Здесь было очень солнечно, тепло, отовсюду доносились дивные ароматы. Вокруг росли деревья с висящими на ветвях фруктами самых пестрых цветов. В зарослах чирикали, щелкали птицы. Дорожка под ногами была сложена из мшистых камней, а рядом стояли дядя Паша и Катька. Оба улыбались до ушей.
- За мной! – скомандовал дядя Паша. И так проворно побежал по тропинке, что мы с Катькой, устремившись следом, едва за ним поспевали.
Вскоре фруктовые деревья остались позади, и мы оказались на краю поляны, в центре которой, на постаменте, стоял сверкающий драгоценностями сундук. Дядя Паша мигом распахнул крышку, бережно достал из сундука взрослую женщину ростом с пятилетнего ребенка и поставил ее на траву чистого изумрудного цвета. Женщина была одета в белую как снег тунику и кожаные сандалии. Улыбка ее была такой доброй, а сама она такой красивой, что мы с Катькой оцепенели на месте в немом восторге.

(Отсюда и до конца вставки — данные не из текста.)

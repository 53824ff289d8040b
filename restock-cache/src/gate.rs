//! One-shot readiness signal.
//!
//! Separates "never loaded" from "loaded at least once" so readers wait
//! (bounded) for the first refresh instead of observing an empty cache.

use std::time::Duration;
use tokio::sync::watch;

/// Gate that opens once and stays open.
#[derive(Debug)]
pub struct ReadinessGate {
    tx: watch::Sender<bool>,
}

impl ReadinessGate {
    /// Create a closed gate.
    pub fn new() -> Self {
        let (tx, _rx) = watch::channel(false);
        Self { tx }
    }

    /// Open the gate, waking every waiter.
    ///
    /// Idempotent; returns true only for the call that actually opened it.
    pub fn open(&self) -> bool {
        self.tx.send_if_modified(|open| {
            if *open {
                false
            } else {
                *open = true;
                true
            }
        })
    }

    /// Returns true once the gate has been opened.
    pub fn is_open(&self) -> bool {
        *self.tx.borrow()
    }

    /// Wait up to `timeout` for the gate to open.
    ///
    /// Returns immediately if it is already open.
    pub async fn wait_ready(&self, timeout: Duration) -> bool {
        if self.is_open() {
            return true;
        }

        let mut rx = self.tx.subscribe();
        let opened = tokio::time::timeout(timeout, rx.wait_for(|open| *open)).await;
        matches!(opened, Ok(Ok(_)))
    }
}

impl Default for ReadinessGate {
    fn default() -> Self {
        Self::new()
    }
}

#[cfg(test)]
mod tests {
    use super::*;
    use std::sync::Arc;

    #[tokio::test]
    async fn test_open_is_idempotent() {
        let gate = ReadinessGate::new();
        assert!(!gate.is_open());
        assert!(gate.open());
        assert!(!gate.open());
        assert!(gate.is_open());
        assert!(gate.wait_ready(Duration::ZERO).await);
    }

    #[tokio::test(start_paused = true)]
    async fn test_wait_times_out_when_closed() {
        let gate = ReadinessGate::new();
        assert!(!gate.wait_ready(Duration::from_secs(300)).await);
    }

    #[tokio::test(start_paused = true)]
    async fn test_waiter_wakes_on_open() {
        let gate = Arc::new(ReadinessGate::new());
        let waiter = {
            let gate = Arc::clone(&gate);
            tokio::spawn(async move { gate.wait_ready(Duration::from_secs(60)).await })
        };

        tokio::time::sleep(Duration::from_secs(1)).await;
        gate.open();

        let ready = waiter.await.expect("waiter task should not panic");
        assert!(ready);
    }
}
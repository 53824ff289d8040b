//! Per-chunk retry accounting for one cycle.

use std::sync::atomic::{AtomicBool, AtomicU32, Ordering};

/// Failure counters and success flags, indexed by chunk.
///
/// A chunk is permanently failed once its failure count reaches the retry
/// budget. Counters are only touched by the worker currently holding the
/// chunk, but the coordinator reads them all after the pool drains, so each
/// slot is atomic rather than the ledger being locked as a whole.
#[derive(Debug)]
pub struct RetryLedger {
    failures: Vec<AtomicU32>,
    succeeded: Vec<AtomicBool>,
    budget: u32,
}

impl RetryLedger {
    /// Create a ledger for `chunks` chunks with the given attempt budget.
    pub fn new(chunks: usize, budget: u32) -> Self {
        Self {
            failures: (0..chunks).map(|_| AtomicU32::new(0)).collect(),
            succeeded: (0..chunks).map(|_| AtomicBool::new(false)).collect(),
            budget: budget.max(1),
        }
    }

    /// Attempts allowed per chunk.
    pub fn budget(&self) -> u32 {
        self.budget
    }

    /// Record a failed attempt, returning the post-increment failure count.
    pub fn record_failure(&self, index: usize) -> u32 {
        self.failures
            .get(index)
            .map(|count| count.fetch_add(1, Ordering::AcqRel) + 1)
            .unwrap_or(0)
    }

    /// Record that a chunk loaded successfully.
    pub fn record_success(&self, index: usize) {
        if let Some(flag) = self.succeeded.get(index) {
            flag.store(true, Ordering::Release);
        }
    }

    /// Failed attempts so far for a chunk.
    pub fn failures(&self, index: usize) -> u32 {
        self.failures
            .get(index)
            .map(|count| count.load(Ordering::Acquire))
            .unwrap_or(0)
    }

    /// Returns true if the chunk may be attempted again after a failure count of `failures`.
    pub fn should_retry(&self, failures: u32) -> bool {
        failures < self.budget
    }

    /// Returns true if the chunk has used up its budget.
    pub fn is_exhausted(&self, index: usize) -> bool {
        self.failures(index) >= self.budget
    }

    /// Returns true if the chunk loaded successfully.
    pub fn is_succeeded(&self, index: usize) -> bool {
        self.succeeded
            .get(index)
            .map(|flag| flag.load(Ordering::Acquire))
            .unwrap_or(false)
    }

    /// Number of chunks that exhausted their budget.
    pub fn permanently_failed(&self) -> usize {
        (0..self.failures.len())
            .filter(|&index| self.is_exhausted(index))
            .count()
    }

    /// Number of chunks that loaded successfully.
    pub fn succeeded(&self) -> usize {
        (0..self.succeeded.len())
            .filter(|&index| self.is_succeeded(index))
            .count()
    }

    /// Indices of chunks that exhausted their budget.
    pub fn exhausted_indices(&self) -> Vec<usize> {
        (0..self.failures.len())
            .filter(|&index| self.is_exhausted(index))
            .collect()
    }

    /// Number of chunks tracked.
    pub fn len(&self) -> usize {
        self.failures.len()
    }

    /// Returns true if the ledger tracks no chunks.
    pub fn is_empty(&self) -> bool {
        self.failures.is_empty()
    }
}

#[cfg(test)]
mod tests {
    use super::*;

    #[test]
    fn test_budget_of_one_means_no_retry() {
        let ledger = RetryLedger::new(2, 1);
        let failures = ledger.record_failure(0);
        assert_eq!(failures, 1);
        assert!(!ledger.should_retry(failures));
        assert!(ledger.is_exhausted(0));
        assert!(!ledger.is_exhausted(1));
        assert_eq!(ledger.permanently_failed(), 1);
        assert_eq!(ledger.exhausted_indices(), vec![0]);
    }

    #[test]
    fn test_recover_within_budget() {
        let ledger = RetryLedger::new(1, 3);
        assert!(ledger.should_retry(ledger.record_failure(0)));
        assert!(ledger.should_retry(ledger.record_failure(0)));
        ledger.record_success(0);

        assert_eq!(ledger.failures(0), 2);
        assert!(!ledger.is_exhausted(0));
        assert_eq!(ledger.succeeded(), 1);
        assert_eq!(ledger.permanently_failed(), 0);
    }

    #[test]
    fn test_zero_budget_is_treated_as_one() {
        let ledger = RetryLedger::new(1, 0);
        assert_eq!(ledger.budget(), 1);
    }

    #[test]
    fn test_out_of_range_index_is_ignored() {
        let ledger = RetryLedger::new(1, 2);
        assert_eq!(ledger.record_failure(5), 0);
        ledger.record_success(5);
        assert!(!ledger.is_succeeded(5));
        assert_eq!(ledger.len(), 1);
    }

    #[test]
    fn test_concurrent_failures_count_exactly() {
        let ledger = std::sync::Arc::new(RetryLedger::new(1, 1000));
        let handles: Vec<_> = (0..4)
            .map(|_| {
                let ledger = std::sync::Arc::clone(&ledger);
                std::thread::spawn(move || {
                    for _ in 0..100 {
                        ledger.record_failure(0);
                    }
                })
            })
            .collect();
        for handle in handles {
            handle.join().expect("thread should not panic");
        }
        assert_eq!(ledger.failures(0), 400);
    }
}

Дядя Паша достал из сундука книгу в старинном переплете, почтительно протянул ее женщине. Продолжая улыбаться, женщина открыла фолиант и стала быстро, скоровогоркой читать – звонким мелодичным голосом, напоминающим журчание ручья. Голос ее словно бежал, бежал куда-то, быстрее, быстрее, а сама она становилась как будто выше. Дядя Паша тем временем, сдернув с головы шляпу (почудилось, что над алой его лысиной блеснул золотом нимб), приплясывал вокруг и вторил женщине баритоном, но не только не нарушал напевную красоту чтения, но и дополнял ее, как контрабас вдохновенную скрипку.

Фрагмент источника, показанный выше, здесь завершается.